ただいまの御説明に対する質問は、消費者委員会事務局からの説明の後にあわせて伺いたいと思います。

それでは、事務局より説明をお願いいたします。

○事務局 消費者委員会から御説明させていただきます。

消費者委員会では、健康増進法に基づく規定により、特定保健用食品の許可表示に関し個別審議を行っております。本日のテーマの1つである規格基準型の適用範囲を拡充できるか。また、拡充できる場合、範囲決定はどのように決定されるのが望ましいかという点の参考としまして、資料2に沿って委員会の個別審議の審議状況について御説明させていただきます。

まず消費者委員会や食品安全委員会において、専門家が審議を行うという理由を再確認として申し上げますと、申請品の有効性、安全性を担保するためでございます。このため、科学的根拠として提出された資料や申請者の追加説明に基づきまして、委員の皆様に御確認をいただいております。

当委員会での個別審議が必要か否かという区分につきましては、現在は資料2の別紙でございますけれども、消費者委員会新開発食品調査部会における特定保健用食品の審議手続に関する確認事項、こちらによって決められております。諮問された品目は申請内容によって一般審査型、関与成分の安全性評価済み、既許可類似品、この3つに分類しまして有効性、安全性の確認を行っております。このうち一般審査型につきましては当委員会だけではなく、食品安全委員会による安全性評価も消費者庁の依頼によって行っております。

1ページにお戻りいただきまして、消費者委員会が審査を行わない品目がどのように規定されたかということでございますが、四角で囲ってある部分に記載したとおり、有効性、安全性が確立されている申請品は、専門家の審議が必要ないという整理をしてございます。このため、規格基準型の拡充を検討する際の論点としましては、専門家の確認なしにどのように有効性、安全性が担保できるのかということが重要になると消費者委員会事務局としては考えております。
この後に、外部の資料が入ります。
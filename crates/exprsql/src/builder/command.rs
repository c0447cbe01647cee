//! Command assembly: turning accumulated clause state into SQL text.

use super::{SqlOperation, SqlQueryBuilder};
use crate::adapter::QueryParts;
use crate::error::{SqlBuildError, SqlBuildResult};

impl SqlQueryBuilder {
    /// Condition fragments concatenated verbatim.
    pub fn condition_text(&self) -> String {
        self.where_conditions.concat()
    }

    /// `WHERE ...`, or empty when there are no conditions.
    fn where_clause(&self) -> String {
        if self.where_conditions.is_empty() {
            String::new()
        } else {
            format!("WHERE {}", self.condition_text())
        }
    }

    /// Tables participating in the SELECT: the primary one plus joins.
    fn source_tables(&self) -> &[String] {
        let count = (1 + self.join_expressions.len()).min(self.table_names.len());
        &self.table_names[..count]
    }

    /// Primary table followed by the join clauses.
    fn source(&self) -> String {
        let mut source = self.adapter.quote_table(self.table_name());
        for join in &self.join_expressions {
            source.push(' ');
            source.push_str(join);
        }
        source
    }

    fn selection(&self) -> String {
        if !self.selection_list.is_empty() {
            return self.selection_list.join(", ");
        }
        if self.operation == SqlOperation::Count {
            return "COUNT(*)".to_string();
        }
        self.source_tables()
            .iter()
            .map(|t| format!("{}.*", self.adapter.quote_table(t)))
            .collect::<Vec<_>>()
            .join(", ")
    }

    fn list_clause(keyword: &str, items: &[String], separator: &str) -> String {
        if items.is_empty() {
            String::new()
        } else {
            format!("{keyword} {}", items.join(separator))
        }
    }

    fn query_command(&self) -> String {
        let selection = self.selection();
        let source = self.source();
        let conditions = self.where_clause();
        let grouping = Self::list_clause("GROUP BY", &self.group_by_list, ", ");
        let having = Self::list_clause("HAVING", &self.having_conditions, " AND ");
        let order = Self::list_clause("ORDER BY", &self.order_by_list, ", ");

        self.adapter.query_string(&QueryParts {
            selection: &selection,
            source: &source,
            conditions: &conditions,
            grouping: &grouping,
            having: &having,
            order: &order,
            page_size: self.page_size,
            page_index: self.page_index,
        })
    }

    /// Render the full command for the current operation.
    pub fn command_text(&self) -> SqlBuildResult<String> {
        let sql = match self.operation {
            SqlOperation::Select | SqlOperation::Count => self.query_command(),
            SqlOperation::Insert => {
                if self.insert_rows.is_empty() {
                    return Err(SqlBuildError::argument("INSERT requires at least one row"));
                }
                self.adapter
                    .insert_command(&self.insert_target()?, &self.insert_rows, &self.insert_output)
            }
            SqlOperation::InsertFrom => self.adapter.insert_from_command(
                &self.insert_target()?,
                &self.split_columns,
                &self.selection(),
                &self.source(),
                &self.where_clause(),
            ),
            SqlOperation::Update => {
                if self.update_values.is_empty() {
                    return Err(SqlBuildError::argument("UPDATE requires at least one value"));
                }
                self.adapter.update_command(
                    &self.update_values.join(", "),
                    &self.source(),
                    &self.where_clause(),
                )
            }
            SqlOperation::Delete => self
                .adapter
                .delete_command(&self.source(), &self.where_clause()),
            SqlOperation::Case => self.condition_text(),
        };

        crate::trace::command_rendered(self.operation, self.parameters.len(), &sql);
        Ok(sql)
    }

    /// Only the `WHERE ...` part of a SELECT or COUNT.
    pub fn where_command_text(&self) -> SqlBuildResult<String> {
        match self.operation {
            SqlOperation::Select | SqlOperation::Count => Ok(self.where_clause()),
            other => Err(SqlBuildError::invalid_operation(format!(
                "WHERE text is only available for SELECT and COUNT, not {other:?}"
            ))),
        }
    }

    /// Quoted table an INSERT writes to.
    pub fn insert_target(&self) -> SqlBuildResult<String> {
        let table = match self.operation {
            SqlOperation::Insert => self.table_names.first(),
            SqlOperation::InsertFrom => self.table_names.last(),
            other => {
                return Err(SqlBuildError::invalid_operation(format!(
                    "insert target is only available for INSERT statements, not {other:?}"
                )));
            }
        };
        Ok(self.adapter.quote_table(table.map(String::as_str).unwrap_or_default()))
    }
}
次に、今までの答申状況について御説明します。平成22年度以降に消費者委員会が答申を行った類型別の答申件数を記載しております。食品安全委員会も安全性に関する審議を行います一般審査型、約1割、安全性が既に確認されている関与成分を含む申請品が9割という状況でございます。関与成分の安全性が確認されていても、多くの品目を専門家が審議しているという理由は、関与成分の安全性確認だけでは製品としての有効性、安全性が担保されないことがあるというためでございます。

例を挙げますと、既に特保として販売されている製品で、例えば体脂肪が気になる方に適しているという製品があったとしまして、今までゼロカロリーの甘味料を使用していたというものを、おいしさを追求するといった目的で甘味料を砂糖に変更したい、こういった場合、砂糖を加えた製品でも体脂肪減少が既許可類似品と同じように起きるのかということを、試験結果などを確認して判断する必要が出てまいります。この判断には専門家の分析が必要なため、消費者委員会で審議を行っております。
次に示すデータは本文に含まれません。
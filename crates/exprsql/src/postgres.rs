//! Binding [`Value`] parameters with `tokio-postgres`.
//!
//! Each value is checked against the parameter type the server asks for.
//! Integers and floats are narrowed only when the value survives the
//! conversion exactly; anything else is an error, never a silent truncation.

use crate::value::Value;
use bytes::BytesMut;
use chrono::{DateTime, NaiveDate, NaiveDateTime, Utc};
use std::error::Error;
use tokio_postgres::types::{IsNull, ToSql, Type};
use uuid::Uuid;

type BindResult = Result<IsNull, Box<dyn Error + Sync + Send>>;

fn mismatch(value: &Value, ty: &Type) -> Box<dyn Error + Sync + Send> {
    format!("cannot bind a {} value to a parameter of type {ty}", value.kind()).into()
}

/// Serialize `inner` after checking it can be read as `ty`.
fn bind<T: ToSql>(value: &Value, inner: &T, ty: &Type, out: &mut BytesMut) -> BindResult {
    if !T::accepts(ty) {
        return Err(mismatch(value, ty));
    }
    inner.to_sql(ty, out)
}

impl ToSql for Value {
    fn to_sql(&self, ty: &Type, out: &mut BytesMut) -> BindResult {
        match self {
            Value::Null => Ok(IsNull::Yes),
            Value::Bool(b) => bind(self, b, ty, out),
            Value::Int(i) => match *ty {
                Type::INT2 => bind(self, &i16::try_from(*i)?, ty, out),
                Type::INT4 => bind(self, &i32::try_from(*i)?, ty, out),
                _ => bind(self, i, ty, out),
            },
            Value::Float(f) => match *ty {
                Type::FLOAT4 => {
                    let narrowed = *f as f32;
                    if !f.is_nan() && f64::from(narrowed) != *f {
                        return Err(format!("{f} does not fit a float4 parameter exactly").into());
                    }
                    bind(self, &narrowed, ty, out)
                }
                _ => bind(self, f, ty, out),
            },
            Value::Text(s) => bind(self, s, ty, out),
            Value::Bytes(b) => bind(self, b, ty, out),
            Value::Uuid(u) => bind(self, u, ty, out),
            Value::Timestamp(t) => match *ty {
                Type::TIMESTAMP => bind(self, &t.naive_utc(), ty, out),
                _ => bind(self, t, ty, out),
            },
            Value::Date(d) => bind(self, d, ty, out),
            Value::Json(j) => bind(self, j, ty, out),
        }
    }

    /// Any type some variant can be bound to; the variant itself is checked
    /// in `to_sql`.
    fn accepts(ty: &Type) -> bool {
        <bool as ToSql>::accepts(ty)
            || matches!(*ty, Type::INT2 | Type::INT4 | Type::FLOAT4)
            || <i64 as ToSql>::accepts(ty)
            || <f64 as ToSql>::accepts(ty)
            || <String as ToSql>::accepts(ty)
            || <Vec<u8> as ToSql>::accepts(ty)
            || <Uuid as ToSql>::accepts(ty)
            || <DateTime<Utc> as ToSql>::accepts(ty)
            || <NaiveDateTime as ToSql>::accepts(ty)
            || <NaiveDate as ToSql>::accepts(ty)
            || <serde_json::Value as ToSql>::accepts(ty)
    }

    tokio_postgres::types::to_sql_checked!();
}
一方、現在審議を行っている品目の中には、専門家の個別審議が本当に必要なのかといった品目も混じっております。実際に消費者委員会が審査を行ってきた品目から2つ例を挙げさせていただきました。1つ目は、難消化性デキストリンを関与成分とする製品のうち、保健の用途が血中中性脂肪に関する申請でございます。難消化性デキストリンを関与成分とする製品については、先ほど消費者庁から御説明のありました資料1の23ページにございますとおり、どのような効果があるかを示す保健の用途が整腸と血糖値に関する製品については既に規格基準型に分類されておりまして、消費者委員会では基本的に審議を行っておりません。これに対しまして、同じ難消化性デキストリンを関与成分とする製品でも、血中中性脂肪を保健の用途とする場合には、当委員会で個別審議を行っておりまして、ここ数年、その申請がふえております。
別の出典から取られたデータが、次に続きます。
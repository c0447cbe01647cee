//! Build a few queries and print the SQL with its parameters.
//!
//! Run with: `cargo run -p exprsql --example basic`

use exprsql::{
    BinaryOp, Dialect, Entity, Expr, SqlBuildResult, SqlBuilder, SqlBuilderCollection, SqlConfig,
    SqlContext, SqlEnum,
};

#[derive(Entity)]
#[sql(table = "Users", rename_all = "PascalCase")]
#[allow(dead_code)]
struct User {
    id: i64,
    email: String,
    role: i64,
    group_id: i64,
}

#[derive(Entity)]
#[sql(table = "UserGroups", rename_all = "PascalCase")]
#[allow(dead_code)]
struct UserGroup {
    id: i64,
    name: String,
}

#[derive(Clone, Copy, SqlEnum)]
#[allow(dead_code)]
enum Role {
    Guest = 1,
    Admin = 2,
}

fn print(label: &str, sql: String, params: &exprsql::Parameters) {
    println!("-- {label}");
    println!("{sql}");
    for (name, value) in params {
        println!("   {name} = {value}");
    }
    println!();
}

fn main() -> SqlBuildResult<()> {
    let config = SqlConfig::from_toml_str(
        r#"
        dialect = "mysql"
        "#,
    )?;
    let ctx: SqlContext = config.into();

    let query = SqlBuilder::<User>::select(&ctx)?
        .filter(User::EMAIL.ends_with("@example.com") & !User::ROLE.eq(Role::Guest))?
        .left_join::<UserGroup>(User::GROUP_ID.eq_field(UserGroup::ID))?
        .select_fields(Expr::record([
            ("Id", User::ID.expr()),
            ("Email", User::EMAIL.expr()),
            ("GroupName", UserGroup::NAME.expr()),
        ]))?
        .order_by_desc(User::ID)?
        .page(1, 20);
    print("select", query.command_text()?, query.parameters());

    let query = SqlBuilder::<User>::select(&ctx)?
        .select_fields(User::ROLE)?
        .select_aggregate("COUNT", User::ID)?
        .group_by(User::ROLE)?
        .having("COUNT", User::ID, BinaryOp::GreaterThan, 5)?;
    print("group by", query.command_text()?, query.parameters());

    let query = SqlBuilder::<User>::update(
        &ctx,
        Expr::record([(
            "email",
            User::EMAIL
                .expr()
                .invoke("Replace", vec!["@old.com".into(), "@new.com".into()]),
        )]),
    )?
    .filter(User::ROLE.eq(Role::Admin))?;
    print("update", query.command_text()?, query.parameters());

    let mut batch = SqlBuilderCollection::new(&ctx);
    batch
        .count::<User>(|q| q.filter(User::ID.gt(100)))?
        .delete::<UserGroup>(|q| q.filter_in(UserGroup::ID, [3, 4]))?;
    print("batch", batch.command_text()?, &batch.parameters());

    let pg = SqlContext::for_dialect(Dialect::Postgres);
    let query = SqlBuilder::<User>::select(&pg)?
        .filter(User::EMAIL.contains("admin"))?
        .take(5);
    print("postgres", query.command_text()?, query.parameters());

    Ok(())
}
それらの申請書類を見ますと、有効性を示す根拠資料はどの製品もほぼ同じという状況もございまして、過去に審議を受けた当該資料を根拠として既に認められている許可表示文言を製品につけたいという申請については、改めて専門家が審議を行う必要はないのではないかという意見が審議を行っておられる委員からも出されるようになっています。

2つ目につきまして、風味違いの品をシリーズ品として販売している製品の許可表示文言を変更するといった場合についてです。申請品のうち1つの製品の許可表示文言を消費者委員会で審議して変更した後に、風味だけが違うほかのシリーズ品の許可表示を変更後の文言に合わせたいという申請がされることがございます。通常、既許可品の風味違いの審査というのは有効性、安全性の確認を専門家でなくても行えるため、再許可として消費者庁で行っておりますけれども、現在のルールでは許可表示文言を1文字でも変更する場合には専門家の審議を受けることになっているため、有効性を示す根拠が全く同じで実質的には風味が違うというだけの製品であっても、再許可ではなく消費者委員会で再度御審議をいただいている状況です。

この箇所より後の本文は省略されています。